PeterK
PeterK

Reputation: 6317

How to approximate the count of distinct values in an array in a single pass through it

I have several huge arrays (millions++ members). All those are arrays of numbers and they are not sorted (and I cannot do that). Some are uint8_t, some uint16_t/32/64. I would like to approximate the count of distinct values in these arrays. The conditions are following:

  1. speed is VERY important, I need to do this in one pass through the array and I must go through it sequentially (cannot jump back and forth) (I am doing this in C++, if that's important)
  2. I don't need EXACT counts.
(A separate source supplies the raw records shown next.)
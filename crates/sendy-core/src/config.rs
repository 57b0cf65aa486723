//! Configuration types for sendy.
//!
//! [`Config::load`] reads `~/.config/sendy/config.toml`, creating it with
//! hardcoded defaults if it does not yet exist. [`Config::load_from`] reads an
//! explicit file on top of the same defaults. [`Config::defaults`] returns the
//! defaults without touching the filesystem (useful in tests).

use serde::Deserialize;
use std::path::{Path, PathBuf};

// ---------------------------------------------------------------------------
// Embedded defaults
// ---------------------------------------------------------------------------

const DEFAULT_CONFIG: &str = r#"
[login]
require_agreement = true

[gateway]
latency_ms              = 300
sms_code                = "123456"
max_attempts            = 3
bank_selection_required = false
"#;

// ---------------------------------------------------------------------------
// Public config types
// ---------------------------------------------------------------------------

/// Top-level application configuration, loaded from `~/.config/sendy/config.toml`.
#[derive(Debug, Clone, Deserialize)]
pub struct Config {
    #[serde(default)]
    pub login: LoginConfig,
    #[serde(default)]
    pub gateway: GatewayConfig,
}

/// `[login]` section of `config.toml`.
#[derive(Debug, Clone, Deserialize)]
pub struct LoginConfig {
    /// Refuse to submit the phone number until the terms are accepted.
    #[serde(default = "default_require_agreement")]
    pub require_agreement: bool,
}

fn default_require_agreement() -> bool { true }

impl Default for LoginConfig {
    fn default() -> Self {
        Self {
            require_agreement: default_require_agreement(),
        }
    }
}

/// `[gateway]` section of `config.toml`. Drives the simulated gateway used
/// by the shell.
#[derive(Debug, Clone, Deserialize)]
pub struct GatewayConfig {
    #[serde(default = "default_latency_ms")]
    pub latency_ms: u64,
    /// The code the simulated backend "sends" by SMS.
    #[serde(default = "default_sms_code")]
    pub sms_code: String,
    #[serde(default = "default_max_attempts")]
    pub max_attempts: u32,
    /// Answer successful confirmations with a bank-selection request.
    #[serde(default = "default_bank_selection_required")]
    pub bank_selection_required: bool,
}

fn default_latency_ms() -> u64 { 300 }
fn default_sms_code() -> String { "123456".to_string() }
fn default_max_attempts() -> u32 { 3 }
fn default_bank_selection_required() -> bool { false }

impl Default for GatewayConfig {
    fn default() -> Self {
        Self {
            latency_ms: default_latency_ms(),
            sms_code: default_sms_code(),
            max_attempts: default_max_attempts(),
            bank_selection_required: default_bank_selection_required(),
        }
    }
}

impl Default for Config {
    fn default() -> Self {
        Self::defaults()
    }
}

impl Config {
    /// Load from `~/.config/sendy/config.toml`, layered on top of the built-in
    /// defaults. Creates the file with defaults if it does not exist.
    pub fn load() -> anyhow::Result<Self> {
        let path = config_path();

        if !path.exists() {
            if let Some(parent) = path.parent() {
                std::fs::create_dir_all(parent)?;
            }
            std::fs::write(&path, DEFAULT_CONFIG.trim_start())?;
        }

        Self::load_from(&path)
    }

    /// Load an explicit file layered on top of the built-in defaults. The
    /// file must exist.
    pub fn load_from(path: &Path) -> anyhow::Result<Self> {
        let cfg: Config = config::Config::builder()
            .add_source(config::File::from_str(DEFAULT_CONFIG, config::FileFormat::Toml))
            .add_source(config::File::from(path))
            .build()?
            .try_deserialize()?;
        cfg.validate()?;
        Ok(cfg)
    }

    /// Return the built-in defaults without touching the filesystem.
    pub fn defaults() -> Self {
        config::Config::builder()
            .add_source(config::File::from_str(DEFAULT_CONFIG, config::FileFormat::Toml))
            .build()
            .expect("built-in default config must be valid TOML")
            .try_deserialize()
            .expect("built-in default config must deserialize correctly")
    }

    fn validate(&self) -> anyhow::Result<()> {
        if crate::sms::validate_code(&self.gateway.sms_code).is_err() {
            anyhow::bail!(
                "gateway.sms_code must be 6 digits, got {:?}",
                self.gateway.sms_code
            );
        }
        if self.gateway.max_attempts == 0 {
            anyhow::bail!("gateway.max_attempts must be at least 1");
        }
        Ok(())
    }
}

// ---------------------------------------------------------------------------
// Path helpers
// ---------------------------------------------------------------------------

fn config_path() -> PathBuf {
    std::env::var("XDG_CONFIG_HOME")
        .map(PathBuf::from)
        .unwrap_or_else(|_| {
            PathBuf::from(std::env::var("HOME").unwrap_or_else(|_| ".".to_string()))
                .join(".config")
        })
        .join("sendy")
        .join("config.toml")
}

// ---------------------------------------------------------------------------
// Tests
// ---------------------------------------------------------------------------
What I want to know is that if it is an uint32_t array if there are like 10 or 20 distinct numbers or if there are thousands or millions.
  3. I have quite a bit of memory that I can use, but the less is used the better
  4. the smaller the array data type, the more accurate I need to be
  5. I dont mind STL, but if I can do it without it that would be great (no BOOST though, sorry)
  6. if the approach can be easily parallelized, that would be cool (but its not a mandatory condition)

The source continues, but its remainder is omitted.